Controllable Data Augmentation Through Deep Relighting
- URL: http://arxiv.org/abs/2110.13996v1
- Date: Tue, 26 Oct 2021 20:02:51 GMT
- Title: Controllable Data Augmentation Through Deep Relighting
- Authors: George Chogovadze and R\'emi Pautrat and Marc Pollefeys
- Abstract summary: We explore how to augment a varied set of image datasets through relighting so as to improve the ability of existing models to be invariant to illumination changes.
We develop a tool, based on an encoder-decoder network, that is able to quickly generate multiple variations of the illumination of various input scenes.
We demonstrate that by training models on datasets that have been augmented with our pipeline, it is possible to achieve higher performance on localization benchmarks.
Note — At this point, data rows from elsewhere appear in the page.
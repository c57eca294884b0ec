//! Bankline Core - Business logic for bank accounts and their transactions
//!
//! This crate implements the core domain logic following hexagonal architecture:
//!
//! - **domain**: Core business entities (Account, Transaction, records, errors)
//! - **ports**: Trait definitions for external dependencies (AccountRepository)
//! - **services**: Business logic orchestration (ledger, accounts, status, doctor, logging)
//! - **adapters**: Concrete implementations (DuckDB)

pub mod domain;
pub mod ports;
pub mod services;
pub mod adapters;
pub mod config;
pub mod migrations;
pub mod log_migrations;

use std::path::Path;
use std::sync::Arc;

use anyhow::Result;

use adapters::duckdb::DuckDbRepository;
use config::Config;
use services::*;

// Re-export commonly used types at crate root
pub use domain::{
    Account, AccountKind, AccountRecord, AccountType, Transaction, TransactionKind,
    TransactionRecord,
};
pub use domain::result::{Error, ErrorKind, ErrorPayload, OperationResult};
pub use services::{EntryPoint, LogEvent, LoggingService};

/// Name of the ledger database inside the bankline directory
pub const DB_FILENAME: &str = "bankline.duckdb";

/// Main context for Bankline operations
///
/// This is the primary entry point for all business logic. It holds
/// the database connection, configuration, and all services.
pub struct BanklineContext {
    pub config: Config,
    pub repository: Arc<DuckDbRepository>,
    pub account_service: AccountService,
    pub status_service: StatusService,
    pub doctor_service: DoctorService,
}

impl BanklineContext {
    /// Create a new Bankline context
    pub fn new(bankline_dir: &Path) -> Result<Self> {
        let config = Config::load(bankline_dir)?;

        let db_path = bankline_dir.join(DB_FILENAME);
        let repository = Arc::new(DuckDbRepository::new(&db_path)?);

        // Initialize schema
        repository.ensure_schema()?;

        let ledger = LedgerService::from_config(&config);
        let account_service = AccountService::new(repository.clone(), ledger);
        let status_service = StatusService::new(Arc::clone(&repository));
        let doctor_service = DoctorService::new(Arc::clone(&repository));

        Ok(Self {
            config,
            repository,
            account_service,
            status_service,
            doctor_service,
        })
    }
}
- Score: 75.96144853354362
- License: http://arxiv.org/licenses/nonexclusive-distrib/1.0/
- Abstract: At the heart of the success of deep learning is the quality of the data.
Through data augmentation, one can train models with better generalization
capabilities and thus achieve greater results in their field of interest. In
this work, we explore how to augment a varied set of image datasets through
relighting so as to improve the ability of existing models to be invariant to
illumination changes, namely for learned descriptors. We develop a tool, based
on an encoder-decoder network, that is able to quickly generate multiple
variations of the illumination of various input scenes whilst also allowing the
user to define parameters such as the angle of incidence and intensity. We
demonstrate that by training models on datasets that have been augmented with
our pipeline, it is possible to achieve higher performance on localization
benchmarks.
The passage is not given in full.